Mapping Migration in Arts: The Alien Trail
As part of the upcoming Europeana Migration campaign, we highlight more initiatives relating to migration and culture beyond our own network.
Throughout 2018, Europeana Migration will focus on how migration to, from and within Europe has shaped our cultural heritage. On the run up to the campaign launch, we will feature a number of interviews with arts and cultural heritage professionals working on projects related to migration, to shine a light on other initiatives showing the cultural sector’s response to this topic. Many of these projects also relate to digital culture, access to heritage collections, community, inclusivity, copyright, privacy and more.
To launch the series with a very current topic, we focus on The Alien Trail, from Cyprus. Sylvia Nicolaides, project curator, co-founder and director of the Paphos International Film Festival introduces us to the project.
Can you tell us more about The Alien Trail?
The Alien Trail - known as ‘In the footsteps of foreigners’ in Greek - is a project in four parts including a photography exhibition; film workshops with refugees, migrants and Cypriot teenagers; a photography book and a documentary.
We created this project to bring awareness of the refugee and migrant population in Cyprus. The first and most important step for Cypriot society is to acknowledge the existence of these unseeable people; and validate that they exist and are real. The Alien Trail intents to make these people visible.

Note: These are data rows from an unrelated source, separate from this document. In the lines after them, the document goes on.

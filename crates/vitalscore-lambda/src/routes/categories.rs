use axum::Json;
use serde::Serialize;

use vitalscore_core::models::questionnaire::QuestionnaireAnswers;
use vitalscore_scoring::all_categories;

#[derive(Serialize)]
pub struct CategorySummary {
    id: String,
    name: String,
    scored: bool,
}

/// Questionnaire sections in form order.
pub async fn list_categories() -> Json<Vec<CategorySummary>> {
    let empty = QuestionnaireAnswers::default();
    let categories = all_categories()
        .iter()
        .map(|c| CategorySummary {
            id: c.id().to_string(),
            name: c.name().to_string(),
            scored: c.score(&empty).is_some(),
        })
        .collect();
    Json(categories)
}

Tell us more about the exhibition
The exhibition was initially presented in September 2017 in Paphos, as part of the activities organised during 2017 European Capital of Culture. It will open for a second run in the Nicosia Municipal Arts Centre, from 8 to 31 December.
It displays the work of four photographers: Nicolas Iordanou, who also co-created the The Alien Trail project, is from Cyprus; and the other three photographers are represented by the Magnum Photo Agency: Antoine d'Agata from France, Nikos Economopoulos from Greece, and Bieke Depoorter from Belgium. Each of them visited Cyprus and photographed refugees and migrants living there from a personal angle. We are planning to publish a photography book compiling all the images from the exhibition.
The Alien Trail exhibition, photo by Andreas Constantinou
What was the photographers’ approach to this topic?
Antoine d'Agata photographed mostly the streets in Paphos, but also the refugee camp in Kofinou. This camp is also part of Nicos Economopoulos’ series, as well as streets in Nicosia and in Limassol. Bieke Depoorter photographed Syrian families in Paphos. She stayed in their homes, spent time with each family, and chose to give a more intimate take on the issue. Nicolas Iordanou focused on Sadam, a Syrian man living in Paphos, and to document his surroundings: his family, his friends, his workplace. He made Sadam the main protagonist in the pictures.
You worked with Cypriot teenagers, refugees and migrants; how did you involve them?
Anthropologist Nadina Christopoulou, educator Tereza Markidou and I organised film workshops: we worked with 16 refugees, migrants and Cypriot teenagers to create their own short documentaries. We provided the kids with cameras, and encouraged them to tell their personal stories and choose their own themes. Each child has interpreted ‘Home’ (the central theme of the workshops) in their own way. Our idea was to help them create with a non-verbal language, and focus on a visual approach, to avoid any language barrier.
How has the project been documented?
Nicolas Iordanou and I recorded the entire journey we took to explore this issue, documenting the people and families we met, the refugee camps, and more. Also, some extracts of the teenagers' short documentaries were included in the final documentary, sharing their own stories. This documentary will be screened in Paphos for the first time on December 20.